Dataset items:
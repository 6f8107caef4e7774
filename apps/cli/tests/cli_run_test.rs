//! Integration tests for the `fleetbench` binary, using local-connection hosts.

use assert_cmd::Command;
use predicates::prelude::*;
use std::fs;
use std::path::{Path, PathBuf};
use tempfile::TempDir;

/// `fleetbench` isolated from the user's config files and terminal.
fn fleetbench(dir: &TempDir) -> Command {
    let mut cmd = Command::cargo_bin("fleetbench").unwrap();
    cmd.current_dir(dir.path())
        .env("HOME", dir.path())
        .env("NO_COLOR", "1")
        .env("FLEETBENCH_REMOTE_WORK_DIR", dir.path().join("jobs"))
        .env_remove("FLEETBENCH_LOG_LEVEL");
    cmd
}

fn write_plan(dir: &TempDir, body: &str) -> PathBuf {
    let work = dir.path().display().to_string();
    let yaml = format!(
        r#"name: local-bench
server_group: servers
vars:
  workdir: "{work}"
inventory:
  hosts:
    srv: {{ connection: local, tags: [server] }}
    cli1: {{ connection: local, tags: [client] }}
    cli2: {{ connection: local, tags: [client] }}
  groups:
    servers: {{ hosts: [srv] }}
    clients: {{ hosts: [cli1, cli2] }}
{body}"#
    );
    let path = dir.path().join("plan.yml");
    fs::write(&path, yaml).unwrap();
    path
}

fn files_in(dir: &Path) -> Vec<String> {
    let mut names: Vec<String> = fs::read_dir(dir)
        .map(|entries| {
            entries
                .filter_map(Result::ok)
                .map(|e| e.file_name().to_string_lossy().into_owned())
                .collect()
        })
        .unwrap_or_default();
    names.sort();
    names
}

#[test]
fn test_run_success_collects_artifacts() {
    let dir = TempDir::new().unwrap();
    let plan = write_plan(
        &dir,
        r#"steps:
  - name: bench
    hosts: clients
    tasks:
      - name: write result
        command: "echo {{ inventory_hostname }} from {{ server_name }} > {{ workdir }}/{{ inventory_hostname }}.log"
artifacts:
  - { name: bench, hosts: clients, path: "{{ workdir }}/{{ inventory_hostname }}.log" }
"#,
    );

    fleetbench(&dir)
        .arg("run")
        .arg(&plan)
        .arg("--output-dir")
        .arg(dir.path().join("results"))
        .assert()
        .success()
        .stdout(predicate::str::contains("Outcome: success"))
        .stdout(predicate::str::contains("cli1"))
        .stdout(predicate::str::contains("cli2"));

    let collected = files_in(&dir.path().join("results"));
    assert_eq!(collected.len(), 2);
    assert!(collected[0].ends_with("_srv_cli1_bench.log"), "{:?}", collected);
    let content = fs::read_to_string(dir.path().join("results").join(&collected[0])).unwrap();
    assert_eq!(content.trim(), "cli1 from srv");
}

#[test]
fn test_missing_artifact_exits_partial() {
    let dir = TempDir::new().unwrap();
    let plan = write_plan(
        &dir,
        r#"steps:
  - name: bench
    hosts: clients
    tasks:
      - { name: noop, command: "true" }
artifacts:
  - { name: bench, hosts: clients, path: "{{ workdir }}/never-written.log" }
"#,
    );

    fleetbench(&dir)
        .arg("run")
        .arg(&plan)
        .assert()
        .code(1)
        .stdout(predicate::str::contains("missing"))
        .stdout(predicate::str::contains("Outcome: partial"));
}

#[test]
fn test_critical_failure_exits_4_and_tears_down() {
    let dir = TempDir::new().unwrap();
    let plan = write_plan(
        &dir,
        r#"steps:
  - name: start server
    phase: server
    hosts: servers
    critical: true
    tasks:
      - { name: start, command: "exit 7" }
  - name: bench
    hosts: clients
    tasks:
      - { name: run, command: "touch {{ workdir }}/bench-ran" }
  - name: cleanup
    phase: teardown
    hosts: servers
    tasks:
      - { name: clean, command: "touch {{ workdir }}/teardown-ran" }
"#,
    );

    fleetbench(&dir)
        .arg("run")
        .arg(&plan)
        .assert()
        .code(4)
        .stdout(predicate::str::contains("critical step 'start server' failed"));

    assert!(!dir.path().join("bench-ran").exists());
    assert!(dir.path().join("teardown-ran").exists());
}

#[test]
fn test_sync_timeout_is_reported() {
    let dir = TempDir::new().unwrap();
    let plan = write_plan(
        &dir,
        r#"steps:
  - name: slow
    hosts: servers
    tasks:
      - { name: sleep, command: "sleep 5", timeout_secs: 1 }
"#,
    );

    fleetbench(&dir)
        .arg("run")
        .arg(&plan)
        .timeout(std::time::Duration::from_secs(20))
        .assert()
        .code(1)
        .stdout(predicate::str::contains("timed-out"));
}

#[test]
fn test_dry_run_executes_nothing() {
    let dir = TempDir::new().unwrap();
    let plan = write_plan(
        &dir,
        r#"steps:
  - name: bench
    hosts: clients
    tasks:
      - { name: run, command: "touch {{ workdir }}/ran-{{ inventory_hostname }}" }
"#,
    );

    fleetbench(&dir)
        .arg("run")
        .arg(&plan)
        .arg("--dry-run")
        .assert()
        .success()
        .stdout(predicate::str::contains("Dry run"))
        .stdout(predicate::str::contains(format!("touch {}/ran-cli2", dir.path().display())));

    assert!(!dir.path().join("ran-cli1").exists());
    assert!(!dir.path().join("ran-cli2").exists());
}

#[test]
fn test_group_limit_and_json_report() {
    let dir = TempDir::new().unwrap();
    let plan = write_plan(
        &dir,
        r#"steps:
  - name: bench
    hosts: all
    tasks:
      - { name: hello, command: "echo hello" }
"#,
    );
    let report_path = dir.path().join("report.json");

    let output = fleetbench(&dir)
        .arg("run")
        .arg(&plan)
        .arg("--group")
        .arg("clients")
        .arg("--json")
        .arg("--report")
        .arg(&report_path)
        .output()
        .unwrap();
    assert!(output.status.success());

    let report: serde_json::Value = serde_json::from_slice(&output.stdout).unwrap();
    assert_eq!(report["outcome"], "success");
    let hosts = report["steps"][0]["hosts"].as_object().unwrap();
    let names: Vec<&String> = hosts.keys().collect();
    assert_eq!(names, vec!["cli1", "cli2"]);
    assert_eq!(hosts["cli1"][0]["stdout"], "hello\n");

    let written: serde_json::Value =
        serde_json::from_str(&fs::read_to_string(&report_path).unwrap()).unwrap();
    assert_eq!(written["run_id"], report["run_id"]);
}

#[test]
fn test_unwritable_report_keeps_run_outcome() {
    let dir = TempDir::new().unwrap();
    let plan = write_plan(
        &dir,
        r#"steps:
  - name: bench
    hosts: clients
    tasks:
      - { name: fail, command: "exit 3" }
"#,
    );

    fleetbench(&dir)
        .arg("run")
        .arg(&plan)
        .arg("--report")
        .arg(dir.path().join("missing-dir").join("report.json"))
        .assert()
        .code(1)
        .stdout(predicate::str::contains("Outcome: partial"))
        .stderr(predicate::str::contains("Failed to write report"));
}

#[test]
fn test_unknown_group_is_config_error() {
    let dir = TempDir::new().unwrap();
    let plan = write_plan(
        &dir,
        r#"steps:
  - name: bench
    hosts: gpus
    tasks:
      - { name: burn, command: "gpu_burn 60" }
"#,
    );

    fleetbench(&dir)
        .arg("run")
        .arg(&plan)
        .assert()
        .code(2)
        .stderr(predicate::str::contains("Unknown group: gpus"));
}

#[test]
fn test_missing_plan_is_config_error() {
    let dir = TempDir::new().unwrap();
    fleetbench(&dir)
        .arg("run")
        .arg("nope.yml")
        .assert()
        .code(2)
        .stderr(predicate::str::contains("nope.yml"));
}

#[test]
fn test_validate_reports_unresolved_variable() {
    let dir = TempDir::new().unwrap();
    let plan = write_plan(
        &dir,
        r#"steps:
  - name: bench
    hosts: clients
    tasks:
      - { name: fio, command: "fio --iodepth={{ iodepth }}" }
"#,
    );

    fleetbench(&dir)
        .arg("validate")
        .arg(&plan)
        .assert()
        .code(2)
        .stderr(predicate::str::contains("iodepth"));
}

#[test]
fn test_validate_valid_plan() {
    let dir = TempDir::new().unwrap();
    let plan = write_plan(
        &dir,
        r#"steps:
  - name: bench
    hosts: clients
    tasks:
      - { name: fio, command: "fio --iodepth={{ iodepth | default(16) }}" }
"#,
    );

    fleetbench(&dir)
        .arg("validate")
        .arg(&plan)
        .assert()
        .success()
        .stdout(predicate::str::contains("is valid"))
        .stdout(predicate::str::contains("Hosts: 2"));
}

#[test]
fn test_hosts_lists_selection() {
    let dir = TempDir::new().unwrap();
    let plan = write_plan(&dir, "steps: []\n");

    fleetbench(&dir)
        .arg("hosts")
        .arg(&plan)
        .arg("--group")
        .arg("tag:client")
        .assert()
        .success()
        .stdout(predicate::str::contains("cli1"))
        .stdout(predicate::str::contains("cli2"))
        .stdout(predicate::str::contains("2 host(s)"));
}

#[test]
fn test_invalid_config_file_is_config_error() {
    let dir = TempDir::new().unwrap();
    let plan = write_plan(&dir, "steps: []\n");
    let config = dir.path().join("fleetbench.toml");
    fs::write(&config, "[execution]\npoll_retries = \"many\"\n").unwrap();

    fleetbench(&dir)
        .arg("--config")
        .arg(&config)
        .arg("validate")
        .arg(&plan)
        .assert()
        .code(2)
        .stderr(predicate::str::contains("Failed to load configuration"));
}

_Required action:_
Go through the lines above. Select every one that has the string "tags".

_Your response:_
    srv: {{ connection: local, tags: [server] }}
    cli1: {{ connection: local, tags: [client] }}
    cli2: {{ connection: local, tags: [client] }}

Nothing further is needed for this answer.